Romance de H. Martins é poético, lírico e não linear

Livro “Mais que Perfeito — Simples”, do escritor H. Martins, seduz pela prosa lírica e envolve o leitor em uma autobiografia narrada de forma não usual

Mariza Santana*
Especial para o Jornal Opção

Quem nunca ouviu falar das pin-ups? Trata-se de uma designação, em inglês, referente a uma mulher de medidas voluptuosas, geralmente modelo ou atriz, cujas imagens sensuais eram produzidas em grande escala, por meio de desenhos, pinturas e outras ilustrações. Essas imagens exerceram forte atrativo na cultura pop na primeira metade do século passado. E povoaram a imaginação de adolescentes e homens já maduros, por conter um certo grau de erotismo.

São justamente as pin-ups uma das principais referências do escritor H. Martins em seu livro, classificado de romance poético, denominado “Mais que Perfeito — Simples”. À primeira vista, o título da obra não é dos mais atrativos. Chama a atenção, contudo, o fato de o livro não ter nada escrito na sua orelha (uma inovação?) e também dispensar o tradicional prefácio, detalhes nada convencionais.

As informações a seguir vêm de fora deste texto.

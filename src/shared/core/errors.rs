use thiserror::Error;

#[derive(Debug, Error)]
pub enum ApplicationError {
    #[error("file storage failed: {0}")]
    FileStorage(#[from] std::io::Error),
}
// Read access to the city directory used by candidate and vacancy forms.

use crate::modules::cities::core::city::City;
use crate::shared::core::entity::EntityId;
use crate::shared::infrastructure::entity_store::EntityRepository;
use std::sync::Arc;

pub struct CityService<TCities>
where
    TCities: EntityRepository<City> + 'static,
{
    cities: Arc<TCities>,
}

impl<TCities> CityService<TCities>
where
    TCities: EntityRepository<City> + 'static,
{
    pub fn new(cities: Arc<TCities>) -> Self {
        Self { cities }
    }

    pub async fn find_all(&self) -> Vec<City> {
        self.cities.find_all().await
    }

    pub async fn find_by_id(&self, id: EntityId) -> Option<City> {
        self.cities.find_by_id(id).await
    }
}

Sobre o escritor também pouco é informado. Somente que nasceu em 1963 (onde?), é poeta, romancista, advogado, ambientalista e consultor nas áreas de Direito Ambiental, Sustentabilidade e MDL (Mecanismo de Desenvolvimento Limpo) para os setores público e privado. Parece uma boa apresentação, mas falta o local de nascimento de H. Martins para que se possa traçar um perfil sobre que tipo de brasileiro ele é, a partir de suas origens.

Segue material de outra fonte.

use super::fixed_creation_date;
use crate::modules::candidates::core::candidate::Candidate;
use crate::shared::core::entity::EntityId;

pub struct CandidateBuilder {
    inner: Candidate,
}

impl Default for CandidateBuilder {
    fn default() -> Self {
        Self::new()
    }
}

impl From<Candidate> for CandidateBuilder {
    fn from(inner: Candidate) -> Self {
        Self { inner }
    }
}

impl CandidateBuilder {
    pub fn new() -> Self {
        Self {
            inner: Candidate::new("Anna Fixed", "Middle", fixed_creation_date(), 1),
        }
    }

    pub fn id(mut self, v: EntityId) -> Self {
        self.inner.id = v;
        self
    }

    pub fn name(mut self, v: impl Into<String>) -> Self {
        self.inner.name = v.into();
        self
    }

    pub fn description(mut self, v: impl Into<String>) -> Self {
        self.inner.description = v.into();
        self
    }

    pub fn city_id(mut self, v: EntityId) -> Self {
        self.inner.city_id = v;
        self
    }

    pub fn file_id(mut self, v: Option<EntityId>) -> Self {
        self.inner.file_id = v;
        self
    }

    pub fn build(self) -> Candidate {
        self.inner
    }
}

#[cfg(test)]
mod candidate_builder_tests {
    use super::*;
    use rstest::rstest;

    #[rstest]
    fn setters_override_fields_and_build_returns_inner() {
        let candidate = CandidateBuilder::new()
            .id(3)
            .name("Bob")
            .description("Senior")
            .city_id(2)
            .file_id(Some(8))
            .build();

        assert_eq!(candidate.id, 3);
        assert_eq!(candidate.name, "Bob");
        assert_eq!(candidate.description, "Senior");
        assert_eq!(candidate.city_id, 2);
        assert_eq!(candidate.file_id, Some(8));
        assert_eq!(candidate.creation_date, fixed_creation_date());
    }
}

Esse fino véu de mistério, no entanto, não tira o brilhantismo da obra literária, pelo contrário. H. Martins sabe conquistar a atenção do leitor desde o início, ao contar sua trajetória sem revelar os nomes das cidades do interior brasileiro onde viveu, seja na casa dos pais ou nas passagens pela morada dos avós (com exceção de São Paulo e Paris).

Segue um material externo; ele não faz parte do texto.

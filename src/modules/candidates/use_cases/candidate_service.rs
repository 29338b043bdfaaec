use crate::modules::candidates::core::candidate::Candidate;
use crate::shared::application::entity_service::EntityService;

pub type CandidateService<TCandidates, TFiles> = EntityService<Candidate, TCandidates, TFiles>;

A narrativa é lírica, nem sempre linear, por meio da qual vão sendo apresentadas figuras importantes da vida do então garoto, como os poemas e a literatura, suas pin-ups, um fusca e, futuramente, o curso de Direito e a carreira de advogado.

“Eu tinha um padrão secreto. Uma pin-up, uma Giselle ou uma Gilda. Conheci várias mulheres na busca de uma pin-up dali em diante”, conta o autor (ou o narrador) sobre a procura da parceira perfeita. Passam pelo livro (e pela vida do narrador) outras figuras femininas, mas a presença de Lígia impera em boa parte dos capítulos. Porém, somente no final o leitor saberá se o protagonista consegue ou não conquistar sua musa inspiradora, a mulher que, na primeira vez que a viu, logo a comparou como uma das pin-ups de seus sonhos mais secretos.

Outro trecho interessante do romance poético nos revela que, quando adolescente, o autor viveu em um Brasil dominado pela ditadura civil-militar (embora isso seja fácil de concluir, já que o escritor nasceu em 1963; quando a ditadura acabou, em 1985, ele tinha 22 anos). Na sua meninice a palavra “comunista” era proibida, e de certa forma demonizada, assim como seus símbolos — a foice e o martelo.

O mistério a respeito de uma palavra (comunista) faz o jovem procurar secretamente por livros proibidos naqueles anos de chumbo que se abateram sobre o País. Mais adiante, já cursando a Faculdade de Direito, ele será chamado de “comuna” pelo Seuwilson, devido a seu ativismo no movimento estudantil. Seuwilson (escrito desta forma mesmo) é um amigo que desempenha importante papel no desenrolar de sua vida e carreira profissional.

O descobrimento da sexualidade por parte de nosso personagem principal também apresenta momentos de puro lirismo, lembrando que se trata de garoto que estudou em colégio protestante, portanto sob rígidos conceitos morais. “Mais que Perfeito — Simples” é uma agradável surpresa, daqueles livros que você começa a ler sem muito compromisso e vai, aos poucos, sendo envolvido pela narrativa. Certamente, uma boa companhia em época de pandemia.

Mariza Santana*, crítica literária, é colaboradora do Jornal Opção.